YOUR OBJECTIVE:
Even the shortest line counts, so transcribe all the data exactly.
= = =
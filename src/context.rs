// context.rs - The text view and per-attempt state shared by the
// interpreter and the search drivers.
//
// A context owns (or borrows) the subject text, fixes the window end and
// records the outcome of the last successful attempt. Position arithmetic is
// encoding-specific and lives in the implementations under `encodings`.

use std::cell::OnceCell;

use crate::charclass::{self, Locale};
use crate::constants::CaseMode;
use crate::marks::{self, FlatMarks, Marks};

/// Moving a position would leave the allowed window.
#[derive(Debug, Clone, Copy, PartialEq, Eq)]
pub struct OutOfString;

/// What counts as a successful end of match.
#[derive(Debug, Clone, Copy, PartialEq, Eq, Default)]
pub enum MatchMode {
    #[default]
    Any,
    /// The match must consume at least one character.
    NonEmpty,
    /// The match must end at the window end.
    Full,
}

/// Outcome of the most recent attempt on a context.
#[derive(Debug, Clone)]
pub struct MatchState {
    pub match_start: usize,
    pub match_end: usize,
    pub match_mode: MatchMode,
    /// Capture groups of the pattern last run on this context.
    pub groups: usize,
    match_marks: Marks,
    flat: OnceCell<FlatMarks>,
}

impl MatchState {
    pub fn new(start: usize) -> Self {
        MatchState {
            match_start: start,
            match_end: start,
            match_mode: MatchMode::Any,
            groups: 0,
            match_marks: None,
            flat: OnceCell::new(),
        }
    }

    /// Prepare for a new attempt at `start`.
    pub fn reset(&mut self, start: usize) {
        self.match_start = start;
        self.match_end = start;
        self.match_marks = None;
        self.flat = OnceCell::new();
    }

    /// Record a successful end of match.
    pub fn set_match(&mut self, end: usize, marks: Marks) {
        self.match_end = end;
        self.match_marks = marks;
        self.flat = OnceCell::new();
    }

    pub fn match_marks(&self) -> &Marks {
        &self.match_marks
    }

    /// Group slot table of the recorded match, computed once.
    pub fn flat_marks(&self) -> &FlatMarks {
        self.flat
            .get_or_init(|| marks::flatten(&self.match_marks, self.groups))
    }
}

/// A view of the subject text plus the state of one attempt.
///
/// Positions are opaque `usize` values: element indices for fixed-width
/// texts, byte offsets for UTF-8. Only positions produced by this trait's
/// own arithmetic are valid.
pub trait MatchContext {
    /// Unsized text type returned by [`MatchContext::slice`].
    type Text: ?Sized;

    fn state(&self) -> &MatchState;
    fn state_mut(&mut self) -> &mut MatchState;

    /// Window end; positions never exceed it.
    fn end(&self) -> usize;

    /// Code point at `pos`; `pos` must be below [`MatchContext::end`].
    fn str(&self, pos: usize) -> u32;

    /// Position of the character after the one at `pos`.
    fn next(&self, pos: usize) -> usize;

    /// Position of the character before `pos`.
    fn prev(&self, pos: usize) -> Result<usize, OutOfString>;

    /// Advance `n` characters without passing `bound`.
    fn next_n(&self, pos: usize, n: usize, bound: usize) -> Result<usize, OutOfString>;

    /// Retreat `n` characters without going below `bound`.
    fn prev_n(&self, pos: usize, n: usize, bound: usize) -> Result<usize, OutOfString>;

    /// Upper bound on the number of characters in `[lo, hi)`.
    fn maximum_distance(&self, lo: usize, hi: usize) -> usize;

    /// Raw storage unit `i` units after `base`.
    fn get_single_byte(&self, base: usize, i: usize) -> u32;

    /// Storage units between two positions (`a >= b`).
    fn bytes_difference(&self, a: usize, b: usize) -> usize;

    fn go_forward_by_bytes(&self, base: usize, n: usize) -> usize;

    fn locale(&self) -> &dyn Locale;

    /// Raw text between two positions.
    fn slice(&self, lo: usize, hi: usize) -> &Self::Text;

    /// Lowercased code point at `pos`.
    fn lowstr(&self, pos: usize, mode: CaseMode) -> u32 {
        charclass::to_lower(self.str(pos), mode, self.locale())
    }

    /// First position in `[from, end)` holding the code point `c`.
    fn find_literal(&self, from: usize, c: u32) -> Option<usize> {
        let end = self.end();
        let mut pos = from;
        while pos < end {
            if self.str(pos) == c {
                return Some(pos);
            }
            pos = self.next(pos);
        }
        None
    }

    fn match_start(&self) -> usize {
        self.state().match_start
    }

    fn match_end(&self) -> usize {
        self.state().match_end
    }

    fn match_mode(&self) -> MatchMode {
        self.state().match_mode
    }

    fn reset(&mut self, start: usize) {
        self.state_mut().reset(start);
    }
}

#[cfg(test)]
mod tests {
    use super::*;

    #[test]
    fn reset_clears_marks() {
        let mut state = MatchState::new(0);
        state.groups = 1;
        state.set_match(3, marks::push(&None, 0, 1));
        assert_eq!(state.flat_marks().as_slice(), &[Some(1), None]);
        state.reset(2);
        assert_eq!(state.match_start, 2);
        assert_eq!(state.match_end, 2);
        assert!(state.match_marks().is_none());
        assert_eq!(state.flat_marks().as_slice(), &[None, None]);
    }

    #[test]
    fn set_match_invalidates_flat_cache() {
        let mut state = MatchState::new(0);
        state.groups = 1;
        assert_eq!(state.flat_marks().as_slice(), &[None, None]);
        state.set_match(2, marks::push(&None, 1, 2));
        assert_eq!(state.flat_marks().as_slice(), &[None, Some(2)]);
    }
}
= = =
SOLUTION TO THIS PROBLEM:
filename src/context.rs
// context.rs - The text view and per-attempt state shared by the
// interpreter and the search drivers.
//
// A context owns (or borrows) the subject text, fixes the window end and
// records the outcome of the last successful attempt. Position arithmetic is
// encoding-specific and lives in the implementations under `encodings`.

use std::cell::OnceCell;

use crate::charclass::{self, Locale};
use crate::constants::CaseMode;
use crate::marks::{self, FlatMarks, Marks};

/// Moving a position would leave the allowed window.
#[derive(Debug, Clone, Copy, PartialEq, Eq)]
pub struct OutOfString;

/// What counts as a successful end of match.
#[derive(Debug, Clone, Copy, PartialEq, Eq, Default)]
pub enum MatchMode {
    #[default]
    Any,
    /// The match must consume at least one character.
    NonEmpty,
    /// The match must end at the window end.
    Full,
}

/// Outcome of the most recent attempt on a context.
#[derive(Debug, Clone)]
pub struct MatchState {
    pub match_start: usize,
    pub match_end: usize,
    pub match_mode: MatchMode,
    /// Capture groups of the pattern last run on this context.
    pub groups: usize,
    match_marks: Marks,
    flat: OnceCell<FlatMarks>,
}

impl MatchState {
    pub fn new(start: usize) -> Self {
        MatchState {
            match_start: start,
            match_end: start,
            match_mode: MatchMode::Any,
            groups: 0,
            match_marks: None,
            flat: OnceCell::new(),
        }
    }

    /// Prepare for a new attempt at `start`.
    pub fn reset(&mut self, start: usize) {
        self.match_start = start;
        self.match_end = start;
        self.match_marks = None;
        self.flat = OnceCell::new();
    }

    /// Record a successful end of match.
    pub fn set_match(&mut self, end: usize, marks: Marks) {
        self.match_end = end;
        self.match_marks = marks;
        self.flat = OnceCell::new();
    }

    pub fn match_marks(&self) -> &Marks {
        &self.match_marks
    }

    /// Group slot table of the recorded match, computed once.
    pub fn flat_marks(&self) -> &FlatMarks {
        self.flat
            .get_or_init(|| marks::flatten(&self.match_marks, self.groups))
    }
}

/// A view of the subject text plus the state of one attempt.
///
/// Positions are opaque `usize` values: element indices for fixed-width
/// texts, byte offsets for UTF-8. Only positions produced by this trait's
/// own arithmetic are valid.
pub trait MatchContext {
    /// Unsized text type returned by [`MatchContext::slice`].
    type Text: ?Sized;

    fn state(&self) -> &MatchState;
    fn state_mut(&mut self) -> &mut MatchState;

    /// Window end; positions never exceed it.
    fn end(&self) -> usize;

    /// Code point at `pos`; `pos` must be below [`MatchContext::end`].
    fn str(&self, pos: usize) -> u32;

    /// Position of the character after the one at `pos`.
    fn next(&self, pos: usize) -> usize;

    /// Position of the character before `pos`.
    fn prev(&self, pos: usize) -> Result<usize, OutOfString>;

    /// Advance `n` characters without passing `bound`.
    fn next_n(&self, pos: usize, n: usize, bound: usize) -> Result<usize, OutOfString>;

    /// Retreat `n` characters without going below `bound`.
    fn prev_n(&self, pos: usize, n: usize, bound: usize) -> Result<usize, OutOfString>;

    /// Upper bound on the number of characters in `[lo, hi)`.
    fn maximum_distance(&self, lo: usize, hi: usize) -> usize;

    /// Raw storage unit `i` units after `base`.
    fn get_single_byte(&self, base: usize, i: usize) -> u32;

    /// Storage units between two positions (`a >= b`).
    fn bytes_difference(&self, a: usize, b: usize) -> usize;

    fn go_forward_by_bytes(&self, base: usize, n: usize) -> usize;

    fn locale(&self) -> &dyn Locale;

    /// Raw text between two positions.
    fn slice(&self, lo: usize, hi: usize) -> &Self::Text;

    /// Lowercased code point at `pos`.
    fn lowstr(&self, pos: usize, mode: CaseMode) -> u32 {
        charclass::to_lower(self.str(pos), mode, self.locale())
    }

    /// First position in `[from, end)` holding the code point `c`.
    fn find_literal(&self, from: usize, c: u32) -> Option<usize> {
        let end = self.end();
        let mut pos = from;
        while pos < end {
            if self.str(pos) == c {
                return Some(pos);
            }
            pos = self.next(pos);
        }
        None
    }

    fn match_start(&self) -> usize {
        self.state().match_start
    }

    fn match_end(&self) -> usize {
        self.state().match_end
    }

    fn match_mode(&self) -> MatchMode {
        self.state().match_mode
    }

    fn reset(&mut self, start: usize) {
        self.state_mut().reset(start);
    }
}

#[cfg(test)]
mod tests {
    use super::*;

    #[test]
    fn reset_clears_marks() {
        let mut state = MatchState::new(0);
        state.groups = 1;
        state.set_match(3, marks::push(&None, 0, 1));
        assert_eq!(state.flat_marks().as_slice(), &[Some(1), None]);
        state.reset(2);
        assert_eq!(state.match_start, 2);
        assert_eq!(state.match_end, 2);
        assert!(state.match_marks().is_none());
        assert_eq!(state.flat_marks().as_slice(), &[None, None]);
    }

    #[test]
    fn set_match_invalidates_flat_cache() {
        let mut state = MatchState::new(0);
        state.groups = 1;
        assert_eq!(state.flat_marks().as_slice(), &[None, None]);
        state.set_match(2, marks::push(&None, 1, 2));
        assert_eq!(state.flat_marks().as_slice(), &[None, Some(2)]);
    }
}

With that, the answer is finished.